_EXERCISE INSTRUCTIONS_
Below are some entries. Work out how many of their lines hold the word "wire", and write that number alone.

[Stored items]
= = = = =
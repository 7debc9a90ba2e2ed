//! Animation Sequence Builder
//!
//! Produces the deterministic reveal order for one tree + algorithm pair.
//! Every node appears in the sequence exactly once, by identity: two nodes
//! sharing a name (a circular-reference marker and its original) are distinct
//! entries.
//!
//! The three orders model how each search algorithm "thinks":
//!
//! - **BFS**: level order from the root; within a level, sibling order
//!   follows each parent's ingredient order.
//! - **DFS**: for each root-to-leaf path in depth-first order, unseen nodes
//!   are appended leaf-to-root: explain the deepest dependency first, then
//!   walk back up.
//! - **Bidirectional**: the root, then every base-element leaf, then
//!   alternately the shallowest and deepest still-unvisited levels until the
//!   two fronts meet.

use std::collections::{HashSet, VecDeque};

use serde::{Deserialize, Serialize};

use crate::tree::{NodeId, PositionedTree};

/// Search algorithm whose reveal pacing and order is being modeled
#[derive(Clone, Copy, Debug, Default, PartialEq, Eq, Hash, Serialize, Deserialize)]
#[serde(rename_all = "lowercase")]
pub enum Algorithm {
    /// Breadth-first search
    #[default]
    Bfs,
    /// Depth-first search
    Dfs,
    /// Bidirectional search
    Bidirectional,
}

impl Algorithm {
    /// Parse an algorithm from its wire spelling (unknown input maps to BFS)
    #[must_use]
    pub fn parse(s: &str) -> Self {
        match s.trim().to_lowercase().as_str() {
            "dfs" => Self::Dfs,
            "bidirectional" | "bidire" | "bidi" => Self::Bidirectional,
            _ => Self::Bfs,
        }
    }

    /// Canonical wire spelling
    #[must_use]
    pub fn as_str(&self) -> &'static str {
        match self {
            Self::Bfs => "bfs",
            Self::Dfs => "dfs",
            Self::Bidirectional => "bidirectional",
        }
    }

    /// Human-readable label
    #[must_use]
    pub fn label(&self) -> &'static str {
        match self {
            Self::Bfs => "Breadth-First",
            Self::Dfs => "Depth-First",
            Self::Bidirectional => "Bidirectional",
        }
    }
}

impl std::fmt::Display for Algorithm {
    fn fmt(&self, f: &mut std::fmt::Formatter<'_>) -> std::fmt::Result {
        f.write_str(self.as_str())
    }
}

/// Build the reveal sequence for a tree under the given algorithm
///
/// Deterministic; returns each node id exactly once. A single-node tree
/// yields a one-element sequence for every algorithm.
#[must_use]
pub fn build_sequence(tree: &PositionedTree, algorithm: Algorithm) -> Vec<NodeId> {
    if tree.is_empty() {
        return Vec::new();
    }
    match algorithm {
        Algorithm::Bfs => breadth_first(tree),
        Algorithm::Dfs => depth_first(tree),
        Algorithm::Bidirectional => bidirectional(tree),
    }
}

/// Level order, root first, siblings in ingredient order.
fn breadth_first(tree: &PositionedTree) -> Vec<NodeId> {
    let mut sequence = Vec::with_capacity(tree.len());
    let mut queue = VecDeque::new();
    queue.push_back(tree.root());
    while let Some(id) = queue.pop_front() {
        sequence.push(id);
        queue.extend(tree.node(id).children.iter().copied());
    }
    sequence
}

/// Leaf-to-root per root-to-leaf path, skipping already-placed nodes.
fn depth_first(tree: &PositionedTree) -> Vec<NodeId> {
    let mut sequence = Vec::with_capacity(tree.len());
    let mut seen = HashSet::with_capacity(tree.len());
    let mut path = Vec::new();
    descend(tree, tree.root(), &mut path, &mut seen, &mut sequence);
    sequence
}

fn descend(
    tree: &PositionedTree,
    id: NodeId,
    path: &mut Vec<NodeId>,
    seen: &mut HashSet<NodeId>,
    sequence: &mut Vec<NodeId>,
) {
    path.push(id);
    let children = &tree.node(id).children;
    if children.is_empty() {
        // Reached a leaf: emit the whole path bottom-up, newest first.
        for &node in path.iter().rev() {
            if seen.insert(node) {
                sequence.push(node);
            }
        }
    } else {
        for &child in children {
            descend(tree, child, path, seen, sequence);
        }
    }
    path.pop();
}

/// Root, base-element leaves, then alternating shallow/deep fronts.
fn bidirectional(tree: &PositionedTree) -> Vec<NodeId> {
    let root = tree.root();
    let mut sequence = Vec::with_capacity(tree.len());
    let mut seen = HashSet::with_capacity(tree.len());

    sequence.push(root);
    seen.insert(root);

    // All base-element leaves in pre-order.
    for id in preorder(tree) {
        if tree.node(id).is_base_element && seen.insert(id) {
            sequence.push(id);
        }
    }

    // Remaining nodes grouped by level, in breadth-first order within each.
    let mut levels: Vec<Vec<NodeId>> = vec![Vec::new(); tree.max_depth() + 1];
    for id in breadth_first(tree) {
        if !seen.contains(&id) {
            levels[tree.node(id).depth].push(id);
        }
    }
    let mut fronts: VecDeque<Vec<NodeId>> =
        levels.into_iter().filter(|l| !l.is_empty()).collect();

    // Fold in the shallowest, then the deepest, until the fronts meet.
    loop {
        match fronts.pop_front() {
            Some(level) => sequence.extend(level),
            None => break,
        }
        match fronts.pop_back() {
            Some(level) => sequence.extend(level),
            None => break,
        }
    }

    sequence
}

fn preorder(tree: &PositionedTree) -> Vec<NodeId> {
    let mut order = Vec::with_capacity(tree.len());
    let mut stack = vec![tree.root()];
    while let Some(id) = stack.pop() {
        order.push(id);
        // Reverse so the first ingredient is visited first.
        for &child in tree.node(id).children.iter().rev() {
            stack.push(child);
        }
    }
    order
}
= = = = =
_SOLUTION TO THE EXERCISE_
2